To address that, some real estate firms are starting to flag climate risk much like they do walkability scores.
For example, realtor.com has started putting environmental risk scores on some of its home listings.
Then there is artificial intelligence, which is being used to assess climate impacts on real estate valuations.
Parag Khanna, an entrepreneur and author who has written extensively on migration, argues that a warming planet is completely changing the calculus of where people are choosing to live.
His latest venture is a platform – Climate Alpha – powered by artificial intelligence that makes cutting-edge predictions on property valuations based on climate risks and other factors.
Machine learning, Khanna says, can take into account a range of data points, from climate forecasts, to immigration patterns, to the availability of land. These data can then be used to assess property prices in ways that financial data and models simply can’t compete with.
For example, new AI-powered modelling tools can look at how much property prices have been going up or down in a given property market over a period of time, and calculate where those valuations will go in the coming years based on a variety of climate risk calculations and migratory patterns, Khanna says.
Retirees Joan and Rob Boras recently moved to BC’s Okanagan Valley from Alberta, and decided to build their home in the most environmentally sustainable way possible. But part of their motivation was also to ensure their home was resilient, given the hotter summers and more intense wildfire seasons.
“You can’t bury your head in the sand anymore,” Joan Boras told Global News from Naramata, B.C.
They didn’t need advanced technology or fancy financial models to tell them they needed to look climate change straight in the eye.
“You’ve got to look, and when you look, you’ve got to think, ‘OK, what is this area prone to? What are the things that happen?’ We knew it was fires out here. You know that,” Joan says, emphasizing that, “We’re not super wealthy by any means.”
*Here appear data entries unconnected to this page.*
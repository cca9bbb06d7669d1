//! Fuzz target for Accept header negotiation.
//!
//! Checks that negotiation never panics, is deterministic, and only ever
//! returns one of the offered media types.

#![no_main]

use arbitrary::Arbitrary;
use contenttype_core::{Accept, MediaType, negotiate};
use libfuzzer_sys::fuzz_target;

/// Arbitrary negotiation input.
#[derive(Debug, Arbitrary)]
struct FuzzNegotiation {
    /// Raw Accept header value
    accept: String,
    /// Offered types as (type, subtype, parameters)
    available: Vec<(String, String, Vec<(String, String)>)>,
}

fuzz_target!(|data: FuzzNegotiation| {
    let available: Vec<MediaType> = data
        .available
        .into_iter()
        .take(16)
        .map(|(type_, subtype, params)| {
            MediaType::new(type_, subtype).with_params(params.into_iter().collect())
        })
        .collect();

    let first = negotiate(&data.accept, &available);
    let second = negotiate(&data.accept, &available);
    assert_eq!(first, second);

    if let Ok((selected, _)) = &first {
        assert!(available.contains(selected));
    }

    if let Ok(accept) = Accept::parse(&data.accept) {
        if let Ok((selected, _)) = &first {
            assert!(accept.accepts(selected));
        }
    }
});
//! `Accept` header parsing and media type negotiation (RFC 7231 §5.3.2).
//!
//! # Examples
//!
//! ```
//! use contenttype_core::{MediaType, Parameters, negotiate};
//!
//! let available = [MediaType::json(), MediaType::html()];
//!
//! let (selected, extensions) =
//!     negotiate("text/html;q=0.9, application/json;q=1;v=2", &available).unwrap();
//! assert_eq!(selected, MediaType::json());
//! assert_eq!(extensions, Parameters::from([("v", "2")]));
//! ```
//!
//! # Selection
//!
//! Each available media type is governed by the most specific range that
//! matches it: a concrete type beats `*`, a concrete subtype beats `*`, and
//! more parameters beat fewer. Between equally specific ranges the higher
//! weight wins, then the earlier one. The weight of that range is the
//! candidate's weight, so `text/*, text/plain;q=0` rules out `text/plain`
//! while still accepting `text/html`.
//!
//! Among the candidates with a weight above zero the winner is picked by, in
//! order: higher weight, more specific governing range, more parameters on
//! that range, earlier governing range in the header, and finally earlier
//! position in the server's list.

use std::cmp::Reverse;

use contenttype_log::{debug, trace};

use crate::error::{Error, Result};
use crate::grammar;
use crate::media_type::MediaType;
use crate::parameters::Parameters;
use crate::quality::Quality;

const TARGET: &str = "contenttype::negotiation";

// ============================================================================
// Media Ranges
// ============================================================================

/// One entry of an `Accept` header.
#[derive(Debug, Clone, PartialEq, Eq)]
pub struct MediaRange {
    /// The pattern, with `*` allowed as type and subtype. Its parameters
    /// are the ones that precede `q`.
    pub media_type: MediaType,
    /// The `q` value, 1 when absent.
    pub quality: Quality,
    /// Parameters following `q`.
    pub extension_params: Parameters,
}

impl MediaRange {
    /// A range with default weight and no extensions.
    pub fn new(media_type: MediaType) -> Self {
        Self {
            media_type,
            quality: Quality::ONE,
            extension_params: Parameters::new(),
        }
    }

    /// Check whether the range covers `candidate`, regardless of weight.
    pub fn matches(&self, candidate: &MediaType) -> bool {
        self.media_type.matches(candidate)
    }

    fn specificity(&self) -> (bool, bool, usize) {
        (
            !self.media_type.is_type_wildcard(),
            !self.media_type.is_subtype_wildcard(),
            self.media_type.params.len(),
        )
    }

    /// Parse one range; returns it with the unparsed rest of the header.
    fn parse_prefix(s: &str) -> Result<(Self, &str)> {
        let (type_, subtype, mut rest) =
            grammar::consume_type(s).ok_or(Error::InvalidMediaType)?;

        let mut range = MediaRange::new(MediaType::new(type_, subtype));
        let mut seen_q = false;

        while let Some(after) = rest.strip_prefix(';') {
            let (name, value, remaining) =
                grammar::consume_parameter(after).ok_or(Error::InvalidParameter)?;
            rest = remaining;

            if seen_q {
                range.extension_params.insert(name, value);
            } else if name == "q" {
                range.quality = Quality::parse(&value)?;
                seen_q = true;
            } else {
                range.media_type.params.insert(name, value);
            }
        }

        Ok((range, rest))
    }
}

// ============================================================================
// Accept Header
// ============================================================================

/// A parsed `Accept` header, ranges kept in header order.
#[derive(Debug, Clone, PartialEq, Eq)]
pub struct Accept {
    ranges: Vec<MediaRange>,
}

impl Accept {
    /// What a missing `Accept` header means: `*/*`.
    pub fn any() -> Self {
        Self {
            ranges: vec![MediaRange::new(MediaType::any())],
        }
    }

    /// Parse an `Accept` header value.
    ///
    /// An empty (or blank) value is treated as an absent header.
    ///
    /// ```
    /// use contenttype_core::{Accept, Quality};
    ///
    /// let accept = Accept::parse("text/html, application/*;q=0.5").unwrap();
    /// assert_eq!(accept.ranges().len(), 2);
    /// assert_eq!(accept.ranges()[1].quality, Quality::from_millis(500).unwrap());
    /// ```
    ///
    /// # Errors
    ///
    /// - [`Error::InvalidMediaType`] for a malformed or missing `type/subtype`
    ///   (including an empty element such as a trailing comma).
    /// - [`Error::InvalidMediaRange`] when a range is followed by something
    ///   other than `,` or the end of the header.
    /// - [`Error::InvalidParameter`] for a malformed parameter.
    /// - [`Error::InvalidWeight`] for a `q` value outside the `qvalue` grammar.
    pub fn parse(header: &str) -> Result<Self> {
        if header.trim_matches([' ', '\t']).is_empty() {
            return Ok(Self::any());
        }

        let mut ranges = Vec::new();
        let mut rest = header;
        loop {
            let (range, remaining) = MediaRange::parse_prefix(rest)?;
            trace!(
                target: TARGET,
                "range {} q={} ext={:?}",
                range.media_type,
                range.quality,
                range.extension_params
            );
            ranges.push(range);

            rest = grammar::skip_whitespace(remaining);
            if rest.is_empty() {
                break;
            }
            rest = rest.strip_prefix(',').ok_or(Error::InvalidMediaRange)?;
        }

        Ok(Self { ranges })
    }

    pub fn ranges(&self) -> &[MediaRange] {
        &self.ranges
    }

    /// The most specific range covering `candidate` and its index.
    ///
    /// Equally specific ranges are decided by weight, then by header order.
    fn governing_range(&self, candidate: &MediaType) -> Option<(usize, &MediaRange)> {
        self.ranges
            .iter()
            .enumerate()
            .filter(|(_, range)| range.matches(candidate))
            .max_by_key(|(index, range)| (range.specificity(), range.quality, Reverse(*index)))
    }

    /// The weight the client gives `candidate`; zero when nothing covers it.
    pub fn quality_for(&self, candidate: &MediaType) -> Quality {
        self.governing_range(candidate)
            .map(|(_, range)| range.quality)
            .unwrap_or(Quality::ZERO)
    }

    /// Check if `candidate` has a weight above zero.
    pub fn accepts(&self, candidate: &MediaType) -> bool {
        !self.quality_for(candidate).is_zero()
    }

    /// Pick the best of `available`.
    ///
    /// Returns the server's own copy of the winning media type together with
    /// the extension parameters of the range that selected it.
    ///
    /// # Errors
    ///
    /// - [`Error::NoAvailableTypeGiven`] if `available` is empty.
    /// - [`Error::NoAcceptableTypeFound`] if every candidate has weight zero.
    pub fn negotiate(&self, available: &[MediaType]) -> Result<(MediaType, Parameters)> {
        if available.is_empty() {
            debug!(target: TARGET, "nothing to offer");
            return Err(Error::NoAvailableTypeGiven);
        }

        let best = available
            .iter()
            .enumerate()
            .filter_map(|(position, candidate)| {
                let (order, range) = self.governing_range(candidate)?;
                if range.quality.is_zero() {
                    return None;
                }
                let (concrete_type, concrete_subtype, params) = range.specificity();
                let rank = (
                    range.quality,
                    concrete_type,
                    concrete_subtype,
                    params,
                    Reverse(order),
                    Reverse(position),
                );
                Some((rank, candidate, range))
            })
            .max_by(|a, b| a.0.cmp(&b.0));

        match best {
            Some((_, candidate, range)) => {
                debug!(
                    target: TARGET,
                    "selected {} via {} q={}",
                    candidate,
                    range.media_type,
                    range.quality
                );
                Ok((candidate.clone(), range.extension_params.clone()))
            }
            None => {
                debug!(
                    target: TARGET,
                    "none of {} available types is acceptable",
                    available.len()
                );
                Err(Error::NoAcceptableTypeFound)
            }
        }
    }
}

impl Default for Accept {
    fn default() -> Self {
        Self::any()
    }
}

/// Negotiate a media type from a raw `Accept` header value.
///
/// `available` lists what the server can produce, most preferred first. An
/// empty header accepts anything, so the first available type is returned.
pub fn negotiate(header: &str, available: &[MediaType]) -> Result<(MediaType, Parameters)> {
    if available.is_empty() {
        debug!(target: TARGET, "nothing to offer");
        return Err(Error::NoAvailableTypeGiven);
    }

    Accept::parse(header)?.negotiate(available)
}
They did their homework and found a contractor who understood the mission. They deliberately picked a lot that was away from the forest edge, and are using a range of energy-efficient and fire-resistant products and technologies to reduce their home’s impact on the environment and make it more resilient.
But this kind of forward-thinking innovation by ordinary homebuyers is still more of an exception than the rule. Information, however, is starting to trickle down to the average person, and that means there will be more demand to build differently.
A study led by UBC researcher Markus Baldauf found that flood-prone homes in communities where there is strong acceptance of climate change sell for less than in those communities where climate change is not taken as seriously. In other words, if you know about the climate risk, you’re not going to pay as much for your property.
“The more information we get out there, the greater response we see among buyers and sellers,” Keenan says.
The most forward-thinking municipalities know that as well: getting ahead of climate risk means more investment, not less.
“In the future,” says Jason Thistlethwaite, “we’re going to be looking at municipalities who are recognized for being climate resilient, and their property values are going to go up because people are going to want to live there.”